Top of INFORMATION GIVEN

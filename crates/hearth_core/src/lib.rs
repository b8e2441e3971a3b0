//! # HEARTH Core
//!
//! The game-object/component world model:
//! - generation-checked handles for objects and components
//! - paged block storage with O(1) slot recycling
//! - a parent/child hierarchy with lazily cached global transforms
//! - one typed component manager per component type
//! - a phased frame pipeline that fans update functions out over rayon
//!
//! ## Rules
//!
//! 1. **Handles, not references** - resolve a handle every time it is used
//! 2. **Phases are barriers** - update functions only read the world; their
//!    changes go through deferred commands applied between phases
//! 3. **Stale is not an error** - lookups on dead handles return `None`
//!
//! ## Example
//!
//! ```rust,ignore
//! use hearth_core::scene::{GameObjectDesc, World, WorldDesc};
//!
//! let mut world = World::new(WorldDesc::default());
//! let root = world.create_object(GameObjectDesc::new("root"))?;
//! world.update(1.0 / 60.0);
//! ```

#![warn(missing_docs)]
#![deny(unsafe_code)]
#![warn(clippy::pedantic)]
#![deny(clippy::perf)]

pub mod error;
pub mod memory;
pub mod scene;
pub mod sync;

pub use error::{WorldError, WorldResult};
pub use memory::{BlockAllocator, BlockStorage, IdTable, StorageRange};
pub use scene::{
    Component, ComponentContext, ComponentHandle, ComponentManager, ComponentManagerBase, ComponentMode,
    ComponentSlot, GameObject, GameObjectDesc, GameObjectHandle, Message, MessageTarget, MsgQueueType, ObjectFlags,
    UpdateContext, UpdateFunctionDesc, UpdatePhase, World, WorldDesc, WorldSnapshot, WorldStats, WorldView,
};
pub use sync::{BackgroundTask, CancellationToken, TaskError};
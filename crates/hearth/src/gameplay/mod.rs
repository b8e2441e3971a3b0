//! # Gameplay Components
//!
//! Components built on the world model:
//! - Units with health, damage and targeting
//! - Projectiles fired by units
//! - A per-world preview baked on a background thread

pub mod bake_preview;
pub mod projectile;
pub mod unit;

pub use bake_preview::{BakeOutcome, BakePreviewComponent, DEFAULT_PREVIEW_RESOLUTION};
pub use projectile::{spawn_projectile, ProjectileComponent, PROJECTILE_LIFETIME_SECONDS, PROJECTILE_NAME};
pub use unit::{
    MsgApplyDamage, MsgGatherUnitStats, MsgSetTarget, MsgStopShooting, MsgUnitDestroyed, MsgUnitHealthStatus,
    UnitComponent, UnitMode, DEFAULT_MAX_HEALTH, SHOT_INTERVAL_SECONDS,
};

use hearth_core::{World, WorldResult};

/// Registers every gameplay component type with a world.
///
/// # Errors
///
/// Fails if the world has no room for more component types.
pub fn register_components(world: &mut World) -> WorldResult<()> {
    world.register_component_type::<UnitComponent>()?;
    world.register_component_type::<ProjectileComponent>()?;
    world.register_component_type::<BakePreviewComponent>()?;
    Ok(())
}
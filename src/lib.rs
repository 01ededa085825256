pub mod config;
pub mod deepl;
pub mod detection;
pub mod error;
pub mod formatter;
pub mod i18n;
pub mod line;
pub mod openai;
pub mod security;
pub mod server;
pub mod translation;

Bottom of INFORMATION GIVEN

* **REQUIREMENT**
For the word "with", count the lines of the listing above that hold it; the number alone is the answer.

* **SOLVED PROBLEM**
4